Thursday, March 13, 2014

“I’m from Somalia but I live in Denmark”

In the past two months, as I have moved with my family from Spain to Denmark, my life and work have placed me in several different international communities. Within these communities, little capsules of globalization, expectations are defied as cultural borders are crossed and blurred with dizzying speed. I am teaching at the Danish Institute for Study Abroad (DIS), whose 1,000 students come from primarily U.S. colleges and universities to study abroad in Denmark, but whose diversity, like American college students overall, mirrors the globe. I have met students from Hong Kong, Pakistan, Kenya, and, Ghana, already “international students” in the U.S., now studying abroad again. “My parents didn’t really understand it,” a young woman from Pakistan told me about her decision to come to Denmark, after already being settled in a prestigious private college in Massachusetts. “I said, ‘Why not? It’s another experience. I want to learn all I can before I go back to Pakistan and try to improve education there.” More on her later.

At my daughter’s international school across town, a small English-speaking school that attracts families who are either turned off by or excluded from the pricier Copenhagen International School, her classmates are from Zimbabwe, Italy, Greece, the U.S., India, Pakistan and Nepal. Perhaps because of this diversity, and the fact that all the children are outsiders to Denmark, she felt at home there from day one. A new form of community based on difference and un-belonging was born. That might be the subject of another blog post.

But yesterday I visited yet another international community within Copenhagen: a Muslim independent school founded by Pakistani Muslims 25 years ago. There are some 20 Muslim independent schools in Denmark, private schools subsidized by the state. I went on this school visit with a group of students from DIS studying child diversity and development and our Iraqi-Danish host. Fortunately, the student from Pakistan, who I’ll call Sara, was on this visit. As we walked to the school from the train station, Sara asked if the school, Iqbal International School, was named after Allama Iqbal, the famous Pakistani poet. Our host did not know, but once at the school, we confirmed that it was. Delighted, Sara explained to us that Iqbal was a Pakistani hero because he had dreamed of independence when Pakistan was still part of British India, and worked closely with Pakistan’s founder, Muhammad Ali Jinnah. This crucial piece of the school’s history would have remained unknown to me had it not been for Sara. Sara, twice removed from her country, found a piece of her home in global space, and ushered us in.

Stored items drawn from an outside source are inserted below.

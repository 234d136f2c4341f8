//! Authentication service client.
//!
//! `AuthApi` is the seam the session store talks through; `HttpAuthApi` is
//! the real implementation over `reqwest`. Pure helpers (`parse_detail`)
//! are split out for testability.

use std::time::Duration;

use serde::de::DeserializeOwned;

use crate::config::SessionConfig;
use crate::error::ApiError;
use crate::types::{Credentials, HealthStatus, Registration, TokenGrant, User};

pub const USERS_ME_PATH: &str = "/api/users/me";
pub const TOKEN_PATH: &str = "/api/token";
pub const REGISTER_PATH: &str = "/api/register";
pub const HEALTH_PATH: &str = "/api/health";

/// Calls the session store needs from the authentication service.
#[async_trait::async_trait]
pub trait AuthApi {
    /// Resolve a bearer token to its user.
    async fn whoami(&self, token: &str) -> Result<User, ApiError>;

    /// Exchange credentials for an access token.
    async fn issue_token(&self, credentials: &Credentials) -> Result<TokenGrant, ApiError>;

    /// Create an account. Does not sign the user in.
    async fn register(&self, registration: &Registration) -> Result<(), ApiError>;
}

// =============================================================================
// HTTP CLIENT
// =============================================================================

pub struct HttpAuthApi {
    http: reqwest::Client,
    config: SessionConfig,
}

impl HttpAuthApi {
    /// Build a client for the service at `config.base_url`.
    ///
    /// # Errors
    ///
    /// Returns an error if the HTTP client cannot be constructed.
    pub fn new(config: &SessionConfig) -> Result<Self, ApiError> {
        let http = reqwest::Client::builder()
            .timeout(Duration::from_secs(config.timeouts.request_secs))
            .connect_timeout(Duration::from_secs(config.timeouts.connect_secs))
            .build()
            .map_err(|e| ApiError::HttpClientBuild(e.to_string()))?;
        Ok(Self { http, config: config.clone() })
    }

    #[must_use]
    pub fn base_url(&self) -> &str {
        &self.config.base_url
    }

    /// Query `GET /api/health`.
    ///
    /// # Errors
    ///
    /// Returns an error if the service is unreachable or unhealthy.
    pub async fn health(&self) -> Result<HealthStatus, ApiError> {
        let response = self
            .http
            .get(self.config.endpoint(HEALTH_PATH))
            .send()
            .await
            .map_err(|e| ApiError::Request(e.to_string()))?;
        read_json(response).await
    }
}

#[async_trait::async_trait]
impl AuthApi for HttpAuthApi {
    async fn whoami(&self, token: &str) -> Result<User, ApiError> {
        let response = self
            .http
            .get(self.config.endpoint(USERS_ME_PATH))
            .bearer_auth(token)
            .send()
            .await
            .map_err(|e| ApiError::Request(e.to_string()))?;
        read_json(response).await
    }

    async fn issue_token(&self, credentials: &Credentials) -> Result<TokenGrant, ApiError> {
        let response = self
            .http
            .post(self.config.endpoint(TOKEN_PATH))
            .form(credentials)
            .send()
            .await
            .map_err(|e| ApiError::Request(e.to_string()))?;
        read_json(response).await
    }

    async fn register(&self, registration: &Registration) -> Result<(), ApiError> {
        let response = self
            .http
            .post(self.config.endpoint(REGISTER_PATH))
            .json(registration)
            .send()
            .await
            .map_err(|e| ApiError::Request(e.to_string()))?;
        check_status(response).await.map(|_| ())
    }
}

// =============================================================================
// RESPONSE HANDLING
// =============================================================================

/// Read the body and fail with the service's `detail` on non-2xx.
async fn check_status(response: reqwest::Response) -> Result<String, ApiError> {
    let status = response.status();
    let text = response
        .text()
        .await
        .map_err(|e| ApiError::Request(e.to_string()))?;

    if !status.is_success() {
        return Err(ApiError::Status { status: status.as_u16(), detail: parse_detail(&text) });
    }
    Ok(text)
}

async fn read_json<T: DeserializeOwned>(response: reqwest::Response) -> Result<T, ApiError> {
    let text = check_status(response).await?;
    serde_json::from_str(&text).map_err(|e| ApiError::Parse(e.to_string()))
}

/// Extract a human-readable message from an error body.
///
/// Understands `{ "detail": "..." }` and the validation form
/// `{ "detail": [{ "msg": "..." }, ...] }`. Anything else yields `None`.
pub(crate) fn parse_detail(body: &str) -> Option<String> {
    let value: serde_json::Value = serde_json::from_str(body).ok()?;
    match value.get("detail")? {
        serde_json::Value::String(s) if !s.trim().is_empty() => Some(s.clone()),
        serde_json::Value::Array(items) => {
            let messages: Vec<&str> = items
                .iter()
                .filter_map(|item| item.get("msg").and_then(serde_json::Value::as_str))
                .collect();
            if messages.is_empty() { None } else { Some(messages.join("; ")) }
        }
        _ => None,
    }
}

#[cfg(test)]
#[path = "api_test.rs"]
mod tests;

What does global space look like here? It is a class of 5th grade boys wearing Nike and Adidas athletic gear, introducing themselves to us one by one as, “I am from Somalia, but I live in Denmark.” And girls, less numerous and seated at the front of the room, wearing colorful headscarves and tunics. Although the school was founded by Pakistani Muslims, in recent years its Pakistani population has declined while the Somali population exploded. I do not yet know this history. In this global space, their English teacher was the daughter of Moroccan immigrants, born and raised and educated in Copenhagen. She told us that although parents choose the school because they believe it follows the Islamic educational tradition, it is not at all like a school in Somalia. Last December she taught the students about Danish Christmas and received a flurry of parent complaints. “But I think they need to learn about Christmas and the Christian religion,” she told us, “that’s why they are here.” Her colleague, the Arabic teacher, told us the vision of the school has always been to “teach our religion and our mother tongue.” That means that in addition to Danish and English, the school offers instruction in Arabic, Somali, and Urdu. Clearly there are as many different ways of being Muslim as there are histories of people in the school, and none of these are frozen in time. The headmaster himself is a Danish Muslim, one of an estimated 2-5,000 Danish converts.

While many voices in the Danish media criticize the formation of Muslim schools as separatist, saying, “They come to live in their own world, which creates rifts between them and the Danish society and its values,” this perspective clearly fails to capture the dynamic reality of the Muslim independent school and the global space it represents. The space is neither Denmark nor Somalia or Pakistan, but a new space of evolving Muslim self-determination, where things remain by changing and change to remain. Allama Iqbal, I later read online, had justified the foundation of a Muslim state in a letter to Jinnah, the founding father of Pakistan, in 1937 by asking, “Why should not the Muslims of North-West India and Bengal be considered as nations entitled to self-determination just as other nations in India and outside India are?” The school bearing his name in Copenhagen now asks, What does Muslim self-determination mean in the global era? The answer is still being debated, but it is clear it does not conform to what extremists on either side imagine. A Moroccan-Danish English teacher may teach students about Danish Christmas, while Sara, a Pakistani U.S. college student walking the streets in Copenhagen, tells me that her favorite time of the year is Ramadan, because it is at Ramadan that she feels most strongly a part of her community. I can’t help but think that she would make Allama Iqbal proud.